SymPy vs. Symbolic Math toolbox

SymPy and Symbolic Math Toolbox_ are Computer algebra systems.

Computer Algebra System
A software program that facilitates symbolic mathematics. The core functionality of a CAS is manipulation of mathematical expressions in symbolic form.


Sympy is a Python library for symbolic computation that aims to become a full-featured computer algebra system and to keep the code simple to promote extensibility and comprehensibility.

SymPy was started by Ondřej Čertík in 2005 and he wrote some code in 2006 as well. In 11 March 2007, SymPy was realeased to the public. The latest stable release of SymPy is 1.0 (March 3, 2016). As of beginning of December 2001 there have been over 150 people who contributed at least one commit to SymPy.

SymPy can be used:

  • Inside Python, as a library.
  • As an interactive command line, using IPython.

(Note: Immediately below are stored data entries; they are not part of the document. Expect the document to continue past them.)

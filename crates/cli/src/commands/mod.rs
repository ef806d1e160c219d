//! Command implementations.

mod helpers;
mod info;
mod validate;

pub use helpers::run_helpers;
pub use info::run_info;
pub use validate::run_validate;
//! `info` command implementation.

use anyhow::{Context, Result};
use cam_helper::{CamHelper, HelperRegistry};
use contracts::{
    CameraSensor, CameraSensorInfo, SensorDelays, SensorProfile, Size, SubdeviceFormat,
};
use memory_sensor::MemorySensor;
use serde::Serialize;
use tracing::info;

use crate::cli::InfoArgs;

/// Gains shown in the helper mapping table
const SAMPLE_GAINS: [f64; 5] = [1.0, 2.0, 4.0, 8.0, 16.0];

/// Sensor report for JSON output
#[derive(Serialize)]
struct SensorReport {
    id: String,
    model: String,
    mbus_codes: Vec<String>,
    sizes: Vec<Size>,
    format: SubdeviceFormat,
    sensor_info: CameraSensorInfo,
    sensor_delays: SensorDelays,
    helper: HelperReport,
}

#[derive(Serialize)]
struct HelperReport {
    requested: String,
    /// Whether the requested helper was missing and the default was used
    fallback: bool,
    gain_codes: Vec<GainSample>,
}

#[derive(Serialize)]
pub(crate) struct GainSample {
    pub(crate) gain: f64,
    pub(crate) code: u32,
    /// Gain read back from the code
    pub(crate) applied_gain: f64,
}

impl GainSample {
    pub(crate) fn measure(helper: &dyn CamHelper, gain: f64) -> Self {
        let code = helper.gain_code(gain);
        Self {
            gain,
            code,
            applied_gain: helper.gain(code),
        }
    }
}

/// Execute the `info` command
pub fn run_info(args: &InfoArgs) -> Result<()> {
    info!(config = %args.config.display(), "Loading sensor profile");

    if !args.config.exists() {
        anyhow::bail!("Profile not found: {}", args.config.display());
    }

    let profile = config_loader::ConfigLoader::load_from_path(&args.config)
        .with_context(|| format!("Failed to load profile from {}", args.config.display()))?;

    let report = build_report(&profile)?;

    if args.json {
        let json = serde_json::to_string_pretty(&report).context("Failed to serialize report")?;
        println!("{}", json);
    } else {
        print_report(&report);
    }

    Ok(())
}

fn build_report(profile: &SensorProfile) -> Result<SensorReport> {
    let sensor =
        MemorySensor::new(&profile.raw_input).context("Failed to build memory sensor")?;
    let registry = HelperRegistry::builtin().context("Failed to register camera helpers")?;

    let requested = profile.helper.name.as_str();
    let helper = registry.create_or_default(requested);

    Ok(SensorReport {
        id: sensor.id().to_string(),
        model: sensor.model().to_string(),
        mbus_codes: sensor
            .mbus_codes()
            .iter()
            .map(ToString::to_string)
            .collect(),
        sizes: sensor
            .mbus_codes()
            .iter()
            .flat_map(|&code| sensor.sizes(code))
            .collect(),
        format: sensor.format(),
        sensor_info: sensor
            .sensor_info()
            .context("Failed to query sensor info")?,
        sensor_delays: *sensor.sensor_delays(),
        helper: HelperReport {
            requested: requested.to_string(),
            fallback: !registry.contains(requested),
            gain_codes: SAMPLE_GAINS
                .iter()
                .map(|&gain| GainSample::measure(helper.as_ref(), gain))
                .collect(),
        },
    })
}

fn print_report(report: &SensorReport) {
    println!("╔══════════════════════════════════════════════════════════════╗");
    println!("║                     Memory Sensor                            ║");
    println!("╚══════════════════════════════════════════════════════════════╝\n");

    println!("📷 Sensor");
    println!("   ├─ Id: {}", report.id);
    println!("   ├─ Model: {}", report.model);
    println!("   ├─ Media bus codes: {}", report.mbus_codes.join(", "));
    let sizes: Vec<String> = report.sizes.iter().map(ToString::to_string).collect();
    println!("   ├─ Sizes: {}", sizes.join(", "));
    println!("   └─ Format: {}", report.format);

    let info = &report.sensor_info;
    println!("\n📐 Sensor Info");
    println!("   ├─ Bits per pixel: {}", info.bits_per_pixel);
    println!("   ├─ CFA pattern: {:?}", info.cfa_pattern);
    println!("   ├─ Active area: {}", info.active_area_size);
    println!("   ├─ Analog crop: {}", info.analog_crop);
    println!("   ├─ Output size: {}", info.output_size);
    println!("   ├─ Pixel rate: {}", info.pixel_rate);
    println!(
        "   ├─ Line length: {}..{}",
        info.min_line_length, info.max_line_length
    );
    println!(
        "   └─ Frame length: {}..{}",
        info.min_frame_length, info.max_frame_length
    );

    let delays = &report.sensor_delays;
    println!("\n⏱  Sensor Delays (frames)");
    println!("   ├─ Exposure: {}", delays.exposure_delay);
    println!("   ├─ Gain: {}", delays.gain_delay);
    println!("   ├─ VBlank: {}", delays.vblank_delay);
    println!("   └─ HBlank: {}", delays.hblank_delay);

    let helper = &report.helper;
    if helper.fallback {
        println!("\n🎚  Camera Helper: {} (not registered, using default)", helper.requested);
    } else {
        println!("\n🎚  Camera Helper: {}", helper.requested);
    }
    for (i, sample) in helper.gain_codes.iter().enumerate() {
        let prefix = if i == helper.gain_codes.len() - 1 { "└─" } else { "├─" };
        println!(
            "   {} gain {:>5.2} -> code {:>5} -> {:.3}",
            prefix, sample.gain, sample.code, sample.applied_gain
        );
    }

    println!();
}

#[cfg(test)]
mod tests {
    use super::*;
    use contracts::{HelperSelection, PixelFormat, ProfileVersion, RawStreamConfig};

    fn profile(helper: &str) -> SensorProfile {
        SensorProfile {
            version: ProfileVersion::V1,
            raw_input: RawStreamConfig::new(PixelFormat::Srggb10_Csi2p, Size::new(1920, 1080)),
            helper: HelperSelection {
                name: helper.into(),
            },
        }
    }

    #[test]
    fn test_report_for_registered_helper() {
        let report = build_report(&profile("imx219")).unwrap();

        assert!(report.id.starts_with("memory:"));
        assert_eq!(report.mbus_codes, vec!["0x300f".to_string()]);
        assert_eq!(report.sizes, vec![Size::new(1920, 1080)]);
        assert!(!report.helper.fallback);
        assert_eq!(report.helper.gain_codes[1].code, 128);
    }

    #[test]
    fn test_report_falls_back_to_default_helper() {
        let report = build_report(&profile("ov9999")).unwrap();

        assert!(report.helper.fallback);
        assert!(report.helper.gain_codes.iter().all(|s| s.code == 0));
        assert!(report.helper.gain_codes.iter().all(|s| s.applied_gain == 1.0));
    }

    #[test]
    fn test_report_serializes() {
        let report = build_report(&profile("default")).unwrap();
        let json = serde_json::to_value(&report).unwrap();
        assert_eq!(json["sensor_info"]["bits_per_pixel"], 10);
        assert_eq!(json["sensor_delays"]["exposure_delay"], 2);
    }
}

SymPy is entirely written in Python and does not require any external libraries, but various programs that can extend its capabilities can be installed:

  • gmpy, Cython --> speed improvement.
  • Pyglet, Matplotlib --> 2d and 3d plotting.
  • IPython --> interactive sessions.

SymPy is available online at SymPy Live. The site was developed specifically for SymPy. It is a simple web shell that looks similar to iSymPy under the standard Python interpreter. SymPy Live uses Google App Engine as computational backend.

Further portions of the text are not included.